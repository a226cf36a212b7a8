//! User preferences persisted as JSON

use std::path::Path;

use serde::{Deserialize, Serialize};

use crate::error::RenderResult;
use crate::BackendType;

/// Startup preferences of the demo.
///
/// Missing fields take their default so older files keep loading.
#[derive(Debug, Clone, PartialEq, Eq, Serialize, Deserialize)]
#[serde(default)]
pub struct Preferences {
    pub preferred_backend: BackendType,
    pub allow_opengl_debug_contexts: bool,
    pub allow_direct3d_debug_device: bool,
}

impl Default for Preferences {
    fn default() -> Self {
        Self {
            preferred_backend: BackendType::OpenGL,
            allow_opengl_debug_contexts: false,
            allow_direct3d_debug_device: false,
        }
    }
}

impl Preferences {
    /// Read preferences from a JSON file
    pub fn load(path: impl AsRef<Path>) -> RenderResult<Self> {
        let text = std::fs::read_to_string(path)?;
        Ok(serde_json::from_str(&text)?)
    }

    /// Read preferences, falling back to defaults when the file is missing or invalid
    pub fn load_or_default(path: impl AsRef<Path>) -> Self {
        let path = path.as_ref();
        match Self::load(path) {
            Ok(preferences) => preferences,
            Err(e) => {
                log::warn!("Using default preferences, could not load {}: {}", path.display(), e);
                Self::default()
            }
        }
    }

    /// Whether contexts of `backend` should be created in debug mode
    pub fn debug_device(&self, backend: BackendType) -> bool {
        match backend {
            BackendType::OpenGL | BackendType::OpenGLES => self.allow_opengl_debug_contexts,
            BackendType::Direct3D11 => self.allow_direct3d_debug_device,
            BackendType::Vulkan => false,
        }
    }

    /// Write preferences as pretty-printed JSON
    pub fn save(&self, path: impl AsRef<Path>) -> RenderResult<()> {
        std::fs::write(path, serde_json::to_string_pretty(self)?)?;
        Ok(())
    }
}

#[cfg(test)]
mod tests {
    use super::*;

    #[test]
    fn test_partial_file_uses_defaults() {
        let dir = tempfile::tempdir().unwrap();
        let path = dir.path().join("prefs.json");
        std::fs::write(&path, r#"{ "preferred_backend": "Vulkan" }"#).unwrap();

        let prefs = Preferences::load(&path).unwrap();
        assert_eq!(prefs.preferred_backend, BackendType::Vulkan);
        assert!(!prefs.allow_opengl_debug_contexts);
    }

    #[test]
    fn test_missing_file_falls_back() {
        let dir = tempfile::tempdir().unwrap();
        let prefs = Preferences::load_or_default(dir.path().join("absent.json"));
        assert_eq!(prefs, Preferences::default());
    }

    #[test]
    fn test_save_then_load() {
        let dir = tempfile::tempdir().unwrap();
        let path = dir.path().join("prefs.json");
        let prefs = Preferences {
            preferred_backend: BackendType::Direct3D11,
            allow_direct3d_debug_device: true,
            ..Default::default()
        };
        prefs.save(&path).unwrap();
        assert_eq!(Preferences::load(&path).unwrap(), prefs);
    }

    #[test]
    fn test_debug_device_follows_backend() {
        let prefs = Preferences {
            allow_opengl_debug_contexts: true,
            ..Default::default()
        };
        assert!(prefs.debug_device(BackendType::OpenGL));
        assert!(prefs.debug_device(BackendType::OpenGLES));
        assert!(!prefs.debug_device(BackendType::Direct3D11));
        assert!(!prefs.debug_device(BackendType::Vulkan));
    }
}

━━━━

WORK REQUIRED: Write out each line exactly, as it is shown above.

EXERCISE RESPONSE:
repository a226cf36a212b7a8
//! User preferences persisted as JSON

use std::path::Path;

use serde::{Deserialize, Serialize};

use crate::error::RenderResult;
use crate::BackendType;

/// Startup preferences of the demo.
///
/// Missing fields take their default so older files keep loading.
#[derive(Debug, Clone, PartialEq, Eq, Serialize, Deserialize)]
#[serde(default)]
pub struct Preferences {
    pub preferred_backend: BackendType,
    pub allow_opengl_debug_contexts: bool,
    pub allow_direct3d_debug_device: bool,
}

impl Default for Preferences {
    fn default() -> Self {
        Self {
            preferred_backend: BackendType::OpenGL,
            allow_opengl_debug_contexts: false,
            allow_direct3d_debug_device: false,
        }
    }
}

impl Preferences {
    /// Read preferences from a JSON file
    pub fn load(path: impl AsRef<Path>) -> RenderResult<Self> {
        let text = std::fs::read_to_string(path)?;
        Ok(serde_json::from_str(&text)?)
    }

    /// Read preferences, falling back to defaults when the file is missing or invalid
    pub fn load_or_default(path: impl AsRef<Path>) -> Self {
        let path = path.as_ref();
        match Self::load(path) {
            Ok(preferences) => preferences,
            Err(e) => {
                log::warn!("Using default preferences, could not load {}: {}", path.display(), e);
                Self::default()
            }
        }
    }

    /// Whether contexts of `backend` should be created in debug mode
    pub fn debug_device(&self, backend: BackendType) -> bool {
        match backend {
            BackendType::OpenGL | BackendType::OpenGLES => self.allow_opengl_debug_contexts,
            BackendType::Direct3D11 => self.allow_direct3d_debug_device,
            BackendType::Vulkan => false,
        }
    }

    /// Write preferences as pretty-printed JSON
    pub fn save(&self, path: impl AsRef<Path>) -> RenderResult<()> {
        std::fs::write(path, serde_json::to_string_pretty(self)?)?;
        Ok(())
    }
}

#[cfg(test)]
mod tests {
    use super::*;

    #[test]
    fn test_partial_file_uses_defaults() {
        let dir = tempfile::tempdir().unwrap();
        let path = dir.path().join("prefs.json");
        std::fs::write(&path, r#"{ "preferred_backend": "Vulkan" }"#).unwrap();

        let prefs = Preferences::load(&path).unwrap();
        assert_eq!(prefs.preferred_backend, BackendType::Vulkan);
        assert!(!prefs.allow_opengl_debug_contexts);
    }

    #[test]
    fn test_missing_file_falls_back() {
        let dir = tempfile::tempdir().unwrap();
        let prefs = Preferences::load_or_default(dir.path().join("absent.json"));
        assert_eq!(prefs, Preferences::default());
    }

    #[test]
    fn test_save_then_load() {
        let dir = tempfile::tempdir().unwrap();
        let path = dir.path().join("prefs.json");
        let prefs = Preferences {
            preferred_backend: BackendType::Direct3D11,
            allow_direct3d_debug_device: true,
            ..Default::default()
        };
        prefs.save(&path).unwrap();
        assert_eq!(Preferences::load(&path).unwrap(), prefs);
    }

    #[test]
    fn test_debug_device_follows_backend() {
        let prefs = Preferences {
            allow_opengl_debug_contexts: true,
            ..Default::default()
        };
        assert!(prefs.debug_device(BackendType::OpenGL));
        assert!(prefs.debug_device(BackendType::OpenGLES));
        assert!(!prefs.debug_device(BackendType::Direct3D11));
        assert!(!prefs.debug_device(BackendType::Vulkan));
    }
}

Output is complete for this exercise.